Milvexian, an activated factor XI inhibitor, is being evaluated in the LIBREXIA phase III program for the prevention of thrombotic events, including in patients with atrial fibrillation (LIBREXIA AF). To guide the selection of a phase III dose regimen for LIBREXIA AF, two main approaches were used: (1) population pharmacokinetics and exposure-response modeling of milvexian phase I and phase II (AXIOMATIC-TKR) study data was performed to characterize the relationship between milvexian population pharmacokinetics and clinical efficacy, safety, and coagulation biomarkers; and (2) a model-based meta-analysis was developed using published clinical trial data from comparator anticoagulants in total hip or knee replacement patients.
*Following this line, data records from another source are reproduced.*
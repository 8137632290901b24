//! Authenticated encryption of configuration values.
//!
//! Uses ChaCha20-Poly1305 with a fresh random 96-bit nonce per value. A token
//! is URL-safe base64 (no padding) of `nonce || ciphertext || tag`, so any
//! modification of the stored string fails authentication on decrypt.

use base64::{engine::general_purpose::URL_SAFE_NO_PAD as TOKEN_B64, Engine};
use chacha20poly1305::{
    aead::{Aead, KeyInit},
    ChaCha20Poly1305, Key, Nonce,
};
use rand::{rngs::OsRng, RngCore};
use serde::Serialize;
use thiserror::Error;
use zeroize::Zeroizing;

/// Length of the symmetric key in bytes.
pub const KEY_LEN: usize = 32;

/// Length of the ChaCha20-Poly1305 nonce in bytes.
pub const NONCE_LEN: usize = 12;

/// Characters left visible by [`mask_default`].
pub const DEFAULT_VISIBLE_CHARS: usize = 4;

const SELF_TEST_SENTINEL: &str = "security_validation_test";

/// Cipher errors
#[derive(Debug, Error)]
pub enum CipherError {
    #[error("Encryption system unavailable - no key was provisioned")]
    Unavailable,

    #[error("Encryption failed")]
    EncryptFailed,

    #[error("Decryption failed - invalid ciphertext or wrong key")]
    DecryptFailed,

    #[error("Invalid ciphertext encoding: {0}")]
    Encoding(#[from] base64::DecodeError),

    #[error("Ciphertext too short")]
    Truncated,

    #[error("Decrypted value is not valid UTF-8")]
    Utf8,
}

impl CipherError {
    /// True when no key exists at all, as opposed to an operation failing.
    pub fn is_unavailable(&self) -> bool {
        matches!(self, Self::Unavailable)
    }
}

/// Result type for cipher operations
pub type CipherResult<T> = Result<T, CipherError>;

/// A 32-byte symmetric key.
///
/// Lives only in process memory and is zeroized on drop.
#[derive(Clone)]
pub struct EncryptionKey(Zeroizing<[u8; KEY_LEN]>);

impl EncryptionKey {
    pub fn from_bytes(bytes: [u8; KEY_LEN]) -> Self {
        Self(Zeroizing::new(bytes))
    }

    /// Returns `None` unless `bytes` is exactly [`KEY_LEN`] long.
    pub fn from_slice(bytes: &[u8]) -> Option<Self> {
        let arr: [u8; KEY_LEN] = bytes.try_into().ok()?;
        Some(Self::from_bytes(arr))
    }

    /// Fresh key from the OS RNG.
    pub fn generate() -> Self {
        let mut key = Zeroizing::new([0u8; KEY_LEN]);
        OsRng.fill_bytes(key.as_mut());
        Self(key)
    }

    pub fn as_bytes(&self) -> &[u8; KEY_LEN] {
        &self.0
    }
}

impl std::fmt::Debug for EncryptionKey {
    fn fmt(&self, f: &mut std::fmt::Formatter<'_>) -> std::fmt::Result {
        f.write_str("EncryptionKey(<redacted>)")
    }
}

/// How the process key was obtained.
#[derive(Debug, Clone, Copy, PartialEq, Eq, Serialize)]
#[serde(rename_all = "snake_case")]
pub enum KeySource {
    Base64,
    Hex,
    Pbkdf2,
    /// Random key generated for this process only.
    Ephemeral,
    Unavailable,
}

impl KeySource {
    pub fn as_str(&self) -> &'static str {
        match self {
            Self::Base64 => "base64",
            Self::Hex => "hex",
            Self::Pbkdf2 => "pbkdf2",
            Self::Ephemeral => "ephemeral",
            Self::Unavailable => "unavailable",
        }
    }

    pub fn is_ephemeral(&self) -> bool {
        matches!(self, Self::Ephemeral)
    }
}

impl std::fmt::Display for KeySource {
    fn fmt(&self, f: &mut std::fmt::Formatter<'_>) -> std::fmt::Result {
        write!(f, "{}", self.as_str())
    }
}

/// Encrypts and decrypts configuration values with the process key.
///
/// Constructed once at startup and shared read-only. A box built with
/// [`CipherBox::unavailable`] refuses every operation.
#[derive(Clone)]
pub struct CipherBox {
    cipher: Option<ChaCha20Poly1305>,
    source: KeySource,
}

impl CipherBox {
    pub fn new(key: &EncryptionKey, source: KeySource) -> Self {
        Self {
            cipher: Some(ChaCha20Poly1305::new(Key::from_slice(key.as_bytes()))),
            source,
        }
    }

    /// A cipher with no key. Every encrypt/decrypt returns [`CipherError::Unavailable`].
    pub fn unavailable() -> Self {
        Self {
            cipher: None,
            source: KeySource::Unavailable,
        }
    }

    pub fn is_available(&self) -> bool {
        self.cipher.is_some()
    }

    pub fn key_source(&self) -> KeySource {
        self.source
    }

    /// Encrypt a UTF-8 string into a token.
    ///
    /// The empty string maps to the empty string without touching the cipher.
    pub fn encrypt(&self, plaintext: &str) -> CipherResult<String> {
        let cipher = self.cipher.as_ref().ok_or(CipherError::Unavailable)?;
        if plaintext.is_empty() {
            return Ok(String::new());
        }

        let mut nonce_bytes = [0u8; NONCE_LEN];
        OsRng.fill_bytes(&mut nonce_bytes);
        let nonce = Nonce::from_slice(&nonce_bytes);

        let ciphertext = cipher
            .encrypt(nonce, plaintext.as_bytes())
            .map_err(|_| CipherError::EncryptFailed)?;

        let mut token = Vec::with_capacity(NONCE_LEN + ciphertext.len());
        token.extend_from_slice(&nonce_bytes);
        token.extend_from_slice(&ciphertext);
        Ok(TOKEN_B64.encode(token))
    }

    /// Decrypt a token produced by [`CipherBox::encrypt`].
    pub fn decrypt(&self, token: &str) -> CipherResult<String> {
        let cipher = self.cipher.as_ref().ok_or(CipherError::Unavailable)?;
        if token.is_empty() {
            return Ok(String::new());
        }

        let raw = TOKEN_B64.decode(token)?;
        if raw.len() <= NONCE_LEN {
            return Err(CipherError::Truncated);
        }
        let (nonce_bytes, ciphertext) = raw.split_at(NONCE_LEN);

        let plaintext = Zeroizing::new(
            cipher
                .decrypt(Nonce::from_slice(nonce_bytes), ciphertext)
                .map_err(|_| CipherError::DecryptFailed)?,
        );

        String::from_utf8(plaintext.to_vec()).map_err(|_| CipherError::Utf8)
    }

    /// Encrypt a fixed sentinel and check it decrypts back unchanged.
    pub fn self_test(&self) -> bool {
        match self.encrypt(SELF_TEST_SENTINEL) {
            Ok(token) if token != SELF_TEST_SENTINEL => {
                matches!(self.decrypt(&token), Ok(ref p) if p == SELF_TEST_SENTINEL)
            }
            _ => false,
        }
    }
}

impl std::fmt::Debug for CipherBox {
    fn fmt(&self, f: &mut std::fmt::Formatter<'_>) -> std::fmt::Result {
        f.debug_struct("CipherBox")
            .field("available", &self.is_available())
            .field("source", &self.source)
            .finish_non_exhaustive()
    }
}

/// Mask a secret for display.
///
/// Keeps the first `visible` characters and replaces the rest with `*`. Values
/// of `visible` characters or fewer are masked entirely. The asterisk count
/// still reveals the length.
pub fn mask(value: &str, visible: usize) -> String {
    let len = value.chars().count();
    if len <= visible {
        return "*".repeat(len);
    }
    let mut masked: String = value.chars().take(visible).collect();
    masked.push_str(&"*".repeat(len - visible));
    masked
}

/// [`mask`] with [`DEFAULT_VISIBLE_CHARS`].
pub fn mask_default(value: &str) -> String {
    mask(value, DEFAULT_VISIBLE_CHARS)
}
When used to simulate exposures for an atrial fibrillation population, the milvexian 100 mg twice-daily dose regimen had a concentration maximum peak-to-trough ratio of 1.35. At this regimen, the simulated median venous thromboembolism rate was 9.4% (lower than enoxaparin at ~21%). No relationship between bleeding and milvexian exposure was observed. Simulations using the model-based meta-analysis estimated that milvexian 100 mg twice-daily would lead to a systemic embolism odds ratio of 0.84 (95% CI: 0.65, 1.12) compared with apixaban 5 mg twice-daily for patients with atrial fibrillation. This integrated model-informed dose-selection approach supported 100 mg twice-daily as a regimen of milvexian to be evaluated in the phase III milvexian LIBREXIA AF study.